一般的にがんは完治まで5〜10年かかるとされているため、治療が長期化して負担が大きくなるケースは少なくありません。
また、公的保険制度の対象にならない以下のような費用が発生した場合、さらに負担が重くなる可能性もあります。
公的医療保険制度対象外の治療費
がんの治療費は高額になる可能性があるため、公的保険制度の不足分を民間保険や貯蓄などで備えておくことが大切です。

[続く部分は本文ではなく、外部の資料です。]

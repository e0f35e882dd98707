//! No-op executor contract tests.

use searchbed_core::domain::HttpAuth;
use searchbed_executor::{ElasticsearchNode, NoopElasticsearch};

#[test]
fn test_running_is_constant_true() {
    let plain = NoopElasticsearch::new("search.internal", 9200, None);
    let secured = NoopElasticsearch::new(
        "127.0.0.1",
        19200,
        Some(HttpAuth::new("elastic", "secret")),
    );

    assert!(plain.running());
    assert!(secured.running());
}

#[test]
fn test_connection_details_are_inspectable() {
    let auth = HttpAuth::new("elastic", "secret");
    let node = NoopElasticsearch::new("search.internal", 9200, Some(auth.clone()));

    assert_eq!(node.host(), "search.internal");
    assert_eq!(node.port(), 9200);
    assert_eq!(node.http_auth(), Some(&auth));
}

#[test]
fn test_usable_through_the_node_interface() {
    // callers hold the interface, not a concrete executor type
    let node: Box<dyn ElasticsearchNode> =
        Box::new(NoopElasticsearch::new("127.0.0.1", 9200, None));

    assert!(node.running());
    assert_eq!(node.port(), 9200);
}
// Launch Command Construction (version-gated)

use std::path::PathBuf;

use semver::Version;

use crate::domain::config::ElasticsearchConfig;
use crate::error::{FixtureError, Result};

/// Oldest version whose CLI flag surface matches the one emitted here.
/// Older binaries use an incompatible flag scheme and are rejected before
/// any process is spawned.
pub const MIN_SUPPORTED_VERSION: Version = Version::new(6, 0, 0);

/// A launch command as a structured argument list (no shell involved).
#[derive(Debug, Clone, PartialEq, Eq)]
pub struct LaunchCommand {
    pub program: PathBuf,
    pub args: Vec<String>,
}

/// Build the launch command for `config`, refusing versions below
/// [`MIN_SUPPORTED_VERSION`].
///
/// Values are substituted literally. The network publish host is wrapped in
/// single quotes so values carrying special characters survive a later shell
/// boundary; nothing else is escaped or validated - callers own their
/// quoting.
pub fn build_command(config: &ElasticsearchConfig, version: &Version) -> Result<LaunchCommand> {
    if *version < MIN_SUPPORTED_VERSION {
        return Err(FixtureError::UnsupportedVersion {
            version: version.clone(),
        });
    }

    let mut args = vec!["-p".to_string(), config.pidfile.display().to_string()];

    let settings = [
        ("http.port", config.port.to_string()),
        ("transport.tcp.port", config.tcp_port.to_string()),
        ("path.logs", config.logs_path.display().to_string()),
        ("path.data", config.works_path.display().to_string()),
        ("cluster.name", config.cluster_name.clone()),
        ("network.host", format!("'{}'", config.network_publish_host)),
        ("index.store.type", config.index_store_type.clone()),
    ];
    for (key, value) in settings {
        args.push("-E".to_string());
        args.push(format!("{}={}", key, value));
    }

    Ok(LaunchCommand {
        program: config.executable.clone(),
        args,
    })
}
// Readiness Probing

use tracing::debug;

/// One readiness probe: any HTTP response counts, connection-level failure
/// does not.
///
/// A booting server may answer 401 or 503 before auth or cluster state
/// settles; reachability is the readiness contract here, not the status
/// code.
pub async fn probe_once(
    client: &reqwest::Client,
    url: &str,
    headers: &[(String, String)],
) -> bool {
    let mut request = client.get(url);
    for (name, value) in headers {
        request = request.header(name.as_str(), value.as_str());
    }

    match request.send().await {
        Ok(response) => {
            debug!(%url, status = %response.status(), "readiness probe answered");
            true
        }
        Err(e) => {
            debug!(%url, error = %e, "readiness probe got no response");
            false
        }
    }
}
// HTTP-Readiness Supervisor
// Owns the child lifecycle: spawn -> poll until ready -> graceful stop

use std::process::Stdio;
use std::time::Duration;

use tokio::process::{Child, Command};
use tokio::time::{sleep, timeout, Instant};
use tracing::{debug, info, warn};

use crate::error::SupervisorError;
use crate::options::StartupOptions;
use crate::probe::probe_once;

/// Grace period between SIGTERM and SIGKILL on stop (5 seconds)
const GRACEFUL_STOP_TIMEOUT: Duration = Duration::from_secs(5);

/// Poll interval for the exit check while waiting out the grace period
const STOP_POLL_INTERVAL: Duration = Duration::from_millis(100);

/// A supervised OS process that answered an HTTP readiness probe.
///
/// [`HttpSupervisor::start`] does not return until the process is reachable
/// or the startup budget is spent; on any failure the child is killed before
/// the error surfaces, so a failed start never leaks a process.
#[derive(Debug)]
pub struct HttpSupervisor {
    child: Child,
    pid: i32,
    url: String,
    ready: bool,
    stopped: bool,
}

impl HttpSupervisor {
    /// Spawn the process described by `opts` and wait until it answers HTTP
    /// or the startup timeout elapses.
    ///
    /// # Errors
    /// - `SupervisorError::SpawnFailed` if the program cannot be started
    /// - `SupervisorError::ExitedEarly` if the child dies before answering
    /// - `SupervisorError::StartupTimeout` if the budget elapses; the child
    ///   is killed first
    pub async fn start(opts: StartupOptions) -> Result<Self, SupervisorError> {
        info!(
            program = %opts.program.display(),
            args = ?opts.args,
            url = %opts.url,
            timeout_ms = opts.timeout.as_millis() as u64,
            "starting supervised process"
        );

        let mut child = Command::new(&opts.program)
            .args(&opts.args)
            .stdin(Stdio::null())
            .stdout(Stdio::null())
            .stderr(Stdio::null())
            .kill_on_drop(true)
            .spawn()
            .map_err(|source| SupervisorError::SpawnFailed {
                program: opts.program.display().to_string(),
                source,
            })?;

        let pid = child.id().map(|id| id as i32).unwrap_or(0);

        match timeout(opts.timeout, Self::wait_until_ready(&mut child, &opts)).await {
            Ok(Ok(())) => {
                info!(pid = %pid, url = %opts.url, "process is ready");
                Ok(Self {
                    child,
                    pid,
                    url: opts.url,
                    ready: true,
                    stopped: false,
                })
            }
            Ok(Err(e)) => {
                // child already exited and was reaped by try_wait
                warn!(pid = %pid, error = %e, "process failed before becoming ready");
                Err(e)
            }
            Err(_) => {
                warn!(pid = %pid, url = %opts.url, "startup timeout, killing process");
                child.kill().await.map_err(SupervisorError::Io)?;
                Err(SupervisorError::StartupTimeout {
                    url: opts.url,
                    timeout_ms: opts.timeout.as_millis() as u64,
                })
            }
        }
    }

    async fn wait_until_ready(
        child: &mut Child,
        opts: &StartupOptions,
    ) -> Result<(), SupervisorError> {
        let client = reqwest::Client::new();

        loop {
            if let Some(status) = child.try_wait()? {
                return Err(SupervisorError::ExitedEarly {
                    exit_code: status.code(),
                });
            }
            if probe_once(&client, &opts.url, &opts.headers).await {
                return Ok(());
            }
            sleep(opts.poll_interval).await;
        }
    }

    /// Process id of the supervised child.
    pub fn pid(&self) -> i32 {
        self.pid
    }

    /// URL the readiness probe polled.
    pub fn url(&self) -> &str {
        &self.url
    }

    /// True while the child is alive and readiness has been observed.
    pub fn running(&self) -> bool {
        !self.stopped && self.ready && is_alive(self.pid)
    }

    /// Terminate the child: SIGTERM, bounded wait, then SIGKILL.
    ///
    /// Idempotent; the second and later calls are no-ops. Worst case is
    /// bounded by [`GRACEFUL_STOP_TIMEOUT`] plus the kill itself.
    pub async fn stop(&mut self) -> Result<(), SupervisorError> {
        if self.stopped {
            return Ok(());
        }
        self.stopped = true;

        #[cfg(unix)]
        {
            use nix::sys::signal::{kill, Signal};
            use nix::unistd::Pid;

            info!(pid = %self.pid, "sending SIGTERM for graceful shutdown");
            if kill(Pid::from_raw(self.pid), Signal::SIGTERM).is_ok() {
                let deadline = Instant::now() + GRACEFUL_STOP_TIMEOUT;
                while Instant::now() < deadline {
                    if self.child.try_wait()?.is_some() {
                        debug!(pid = %self.pid, "process exited after SIGTERM");
                        return Ok(());
                    }
                    sleep(STOP_POLL_INTERVAL).await;
                }
                warn!(pid = %self.pid, "process did not exit after SIGTERM, sending SIGKILL");
            }
        }

        self.child.kill().await?;
        info!(pid = %self.pid, "process killed");
        Ok(())
    }
}

/// Signal-0 liveness check (no signal is actually delivered).
fn is_alive(pid: i32) -> bool {
    if pid <= 0 {
        return false;
    }

    #[cfg(unix)]
    {
        use nix::sys::signal::kill;
        use nix::unistd::Pid;

        kill(Pid::from_raw(pid), None).is_ok()
    }

    #[cfg(windows)]
    {
        use std::process::Command as StdCommand;

        let output = StdCommand::new("tasklist")
            .args(["/FI", &format!("PID eq {}", pid), "/NH"])
            .output();

        match output {
            Ok(output) => String::from_utf8_lossy(&output.stdout).contains(&pid.to_string()),
            Err(_) => false,
        }
    }

    #[cfg(not(any(unix, windows)))]
    {
        false
    }
}

#[cfg(all(test, unix))]
mod tests {
    use super::*;
    use tokio::io::{AsyncReadExt, AsyncWriteExt};
    use tokio::net::TcpListener;

    /// Minimal HTTP responder standing in for the supervised server's port.
    async fn spawn_http_stub() -> u16 {
        let listener = TcpListener::bind("127.0.0.1:0").await.unwrap();
        let port = listener.local_addr().unwrap().port();
        tokio::spawn(async move {
            loop {
                let Ok((mut socket, _)) = listener.accept().await else {
                    break;
                };
                let mut buf = [0u8; 1024];
                let _ = socket.read(&mut buf).await;
                let _ = socket
                    .write_all(
                        b"HTTP/1.1 200 OK\r\ncontent-length: 0\r\nconnection: close\r\n\r\n",
                    )
                    .await;
            }
        });
        port
    }

    /// A free port with nothing listening on it.
    fn unbound_port() -> u16 {
        let listener = std::net::TcpListener::bind("127.0.0.1:0").unwrap();
        listener.local_addr().unwrap().port()
    }

    fn sleeper_opts(url: String, timeout: Duration) -> StartupOptions {
        StartupOptions::new("sleep", vec!["600".to_string()], url, timeout)
    }

    #[tokio::test]
    async fn test_start_waits_for_readiness() {
        let port = spawn_http_stub().await;
        let opts = sleeper_opts(
            format!("http://127.0.0.1:{}", port),
            Duration::from_secs(10),
        );

        let mut supervisor = HttpSupervisor::start(opts).await.unwrap();
        assert!(supervisor.running());
        assert!(supervisor.pid() > 0);

        supervisor.stop().await.unwrap();
        assert!(!supervisor.running());
    }

    #[tokio::test]
    async fn test_stop_is_idempotent() {
        let port = spawn_http_stub().await;
        let opts = sleeper_opts(
            format!("http://127.0.0.1:{}", port),
            Duration::from_secs(10),
        );

        let mut supervisor = HttpSupervisor::start(opts).await.unwrap();
        supervisor.stop().await.unwrap();
        supervisor.stop().await.unwrap();
        assert!(!supervisor.running());
    }

    #[tokio::test]
    async fn test_startup_timeout_kills_child() {
        let opts = sleeper_opts(
            format!("http://127.0.0.1:{}", unbound_port()),
            Duration::from_millis(300),
        );

        let result = HttpSupervisor::start(opts).await;
        assert!(matches!(
            result,
            Err(SupervisorError::StartupTimeout { .. })
        ));
    }

    #[tokio::test]
    async fn test_early_exit_is_reported() {
        let opts = StartupOptions::new(
            "true",
            vec![],
            format!("http://127.0.0.1:{}", unbound_port()),
            Duration::from_secs(10),
        );

        let result = HttpSupervisor::start(opts).await;
        assert!(matches!(
            result,
            Err(SupervisorError::ExitedEarly { exit_code: Some(0) })
        ));
    }

    #[tokio::test]
    async fn test_spawn_failure_names_program() {
        let opts = StartupOptions::new(
            "/nonexistent/searchbed-server",
            vec![],
            "http://127.0.0.1:1".to_string(),
            Duration::from_secs(1),
        );

        let err = HttpSupervisor::start(opts).await.unwrap_err();
        assert!(err.to_string().contains("/nonexistent/searchbed-server"));
    }
}
// Command Runner Port (version detection, for testability)

use std::io;
use std::path::Path;

/// Synchronous process invocation port (allows mocking in tests)
///
/// Captures stdout only; the exit status is not part of the contract.
/// Unrecognized output is diagnosed downstream by the version parser.
pub trait CommandRunner: Send + Sync {
    /// Run `program` with `args`, wait for it to exit and return its stdout.
    ///
    /// # Errors
    /// An `io::Error` when the program cannot be found or started.
    fn run(&self, program: &Path, args: &[&str]) -> io::Result<Vec<u8>>;
}

/// System command runner (production)
pub struct SystemCommandRunner;

impl CommandRunner for SystemCommandRunner {
    fn run(&self, program: &Path, args: &[&str]) -> io::Result<Vec<u8>> {
        tracing::debug!(program = %program.display(), args = ?args, "running command");
        let output = std::process::Command::new(program).args(args).output()?;
        Ok(output.stdout)
    }
}

// ============================================================================
// Mock Implementations for Testing
// ============================================================================

pub mod mocks {
    use super::*;
    use std::sync::{Arc, Mutex};

    /// Mock runner behavior
    #[derive(Debug, Clone)]
    pub enum MockBehavior {
        /// Return canned stdout
        Stdout(String),
        /// Fail as if the program did not resolve
        NotFound,
    }

    /// Mock CommandRunner with call-count instrumentation
    pub struct MockCommandRunner {
        behavior: MockBehavior,
        call_count: Arc<Mutex<usize>>,
    }

    impl MockCommandRunner {
        pub fn new(behavior: MockBehavior) -> Self {
            Self {
                behavior,
                call_count: Arc::new(Mutex::new(0)),
            }
        }

        pub fn with_stdout(stdout: impl Into<String>) -> Self {
            Self::new(MockBehavior::Stdout(stdout.into()))
        }

        pub fn not_found() -> Self {
            Self::new(MockBehavior::NotFound)
        }

        /// How many times `run` was invoked.
        pub fn call_count(&self) -> usize {
            *self.call_count.lock().unwrap()
        }
    }

    impl CommandRunner for MockCommandRunner {
        fn run(&self, _program: &Path, _args: &[&str]) -> io::Result<Vec<u8>> {
            *self.call_count.lock().unwrap() += 1;

            match &self.behavior {
                MockBehavior::Stdout(stdout) => Ok(stdout.clone().into_bytes()),
                MockBehavior::NotFound => Err(io::Error::new(
                    io::ErrorKind::NotFound,
                    "No such file or directory",
                )),
            }
        }
    }
}

#[cfg(test)]
mod tests {
    use super::mocks::MockCommandRunner;
    use super::*;

    #[test]
    fn test_system_runner_captures_stdout() {
        let stdout = SystemCommandRunner
            .run(Path::new("echo"), &["hello"])
            .unwrap();
        assert!(String::from_utf8_lossy(&stdout).contains("hello"));
    }

    #[test]
    fn test_system_runner_reports_missing_program() {
        let err = SystemCommandRunner
            .run(Path::new("/nonexistent/searchbed-binary"), &["-Vv"])
            .unwrap_err();
        assert_eq!(err.kind(), io::ErrorKind::NotFound);
    }

    #[test]
    fn test_mock_counts_calls() {
        let runner = MockCommandRunner::with_stdout("Version: 7.10.2");
        assert_eq!(runner.call_count(), 0);
        runner.run(Path::new("elasticsearch"), &["-Vv"]).unwrap();
        runner.run(Path::new("elasticsearch"), &["-Vv"]).unwrap();
        assert_eq!(runner.call_count(), 2);
    }
}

より詳しいがんの治療費については、以下の関連記事をご覧ください。
がん保険の必要性が高い人
以下の特徴が当てはまる方は、がん保険の必要性が高いといえます。
がん保険の必要性が高い人
自営業者や個人事業主の人
自営業や個人事業主の方は、がんの影響で仕事を休むと収入が大きく下がるリスクがあります。
会社員の場合は、病気やケガで働けない状態になり4日以上仕事を休むと「傷病手当金」を受け取れる可能性があります。
- 「傷病手当金」とは?
- 病気やケガなどの理由で、働けない期間の生活を保障するために健康保険から支給される手当金のこと。
毎月の収入のおよそ3分の2をカバーできるため、急に収入がなくなる心配はさほど大きくありません。
一方、自営業や個人事業主フリーランスの場合は、傷病手当金のような制度がないため、がんの治療で仕事ができなくなると収入がゼロになり、生活が苦しくなることが予想されます。
がん保険の中には、がん診断時にまとまった一時金が受け取れる商品もあり、収入の不足分に充てることも可能です。
がんの治療費を貯蓄で賄えない人
がんに罹患すると、治療費が高額になることも珍しくありません。
貯蓄の中から治療費を捻出するのが難しい方は、毎月の支出が多くなり生活が苦しくなる可能性があるため、がん保険への加入をおすすめします。
がん保険に加入しておけば、手術や放射線治療、抗がん剤治療などを受けた場合に治療費の負担が減り、治療に専念できます。
様々ながん治療に備えたい人
複数の選択肢の中から自身にとって納得できる治療方法を選びたいと考えている方は、がん保険に加入しておくことをおすすめします。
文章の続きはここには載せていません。